Questa grande e differenziata rete dell’ospitalità ci dice che Siena, lungo questa strada, ha visto transitare ogni genere di persone: mercanti, re, artisti, lavoratori, imperatori, prelati, uomini di cultura, soldati, viandanti, pezzenti e pellegrini.
Attraverso la Francigena i senesi sono entrati in contatto per secoli con uomini di culture diverse, lingue diverse, provenienti da mondi lontani e questo ha aperto le menti dei nostri concittadini offrendo loro una miriade di possibilità.
Ad esempio, i nostri artisti hanno avuto modo di confrontarsi con le idee e tecniche d’Oltralpe, i nostri mercanti hanno intessuto nuovi contatti commerciali, e hanno iniziato ad esplorare nuovi mercati nei quali esportare la manifattura senese.

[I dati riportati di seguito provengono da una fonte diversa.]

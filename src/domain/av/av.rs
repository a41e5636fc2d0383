use super::stream::{parse_probe_output, FromStream};
use super::video_stream::VideoStream;
use super::ProbeError;
use std::path::{Path, PathBuf};

/// Container-level facts about a media file.
#[derive(Debug, Clone, PartialEq)]
pub struct AV {
    pub path: PathBuf,
    pub format_names: Vec<String>,
    pub duration: Option<f64>,
    pub video_streams: Vec<VideoStream>,
    pub audio_stream_count: usize,
}

impl AV {
    pub fn from_probe_json(path: &Path, raw: &str) -> Result<AV, ProbeError> {
        let output = parse_probe_output(raw)?;

        Ok(AV {
            path: path.to_path_buf(),
            format_names: output.format_names,
            duration: output.duration,
            video_streams: output
                .streams
                .iter()
                .filter_map(|stream| VideoStream::from_stream(stream))
                .map(|stream| *stream)
                .collect(),
            audio_stream_count: output
                .streams
                .iter()
                .filter(|stream| {
                    stream.get("codec_type").and_then(|v| v.as_str()) == Some("audio")
                })
                .count(),
        })
    }

    pub fn is_mp4(&self) -> bool {
        self.format_names.iter().any(|name| name == "mp4")
    }

    pub fn has_video(&self) -> bool {
        !self.video_streams.is_empty()
    }

    /// Duration in seconds when the container reports a usable one.
    pub fn known_duration(&self) -> Option<f64> {
        self.duration.filter(|d| d.is_finite() && *d > 0.0)
    }
}
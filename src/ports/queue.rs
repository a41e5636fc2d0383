use crate::domain::jobs::JobId;
use crate::error::Result;
use async_trait::async_trait;

#[async_trait]
pub trait JobQueuePort: Send + Sync {
    /// Enqueue a job for a background worker
    async fn enqueue_job(&self, job_id: JobId) -> Result<()>;

    /// Wait for the next job. Returns `None` once the queue is closed and drained.
    async fn dequeue_job(&self) -> Option<JobId>;

    /// Stop accepting new jobs; workers exit after draining.
    fn close(&self);
}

Nel corso del Duecento molte famiglie senesi dedite all’attività mercantile e finanziaria si sono arricchite proprio per aver ampliato il loro raggio d’azione ben oltre la nostra penisola, fino all’area transalpina, alla Britannia, alla Germania, la Catalogna e, soprattutto, le importanti fiere della Champagne, dove entrano in rapporti d’affari con la nobiltà laica e con gli ecclesiastici di tutta Europa.
E’ attraverso la Francigena, del resto, che Siena stessa veicola nel mondo la sua cultura e soprattutto la sua imprenditorialità.
La Francigena, infine, ha stimolato i nostri governanti del tempo nel creare una Siena sempre più bella, decorosa e sicura, una Siena che potesse essere elogiata e raccontata nel mondo da tutti coloro che la attraversavano e vi sostavano. E riuscirono perfettamente nel loro intento.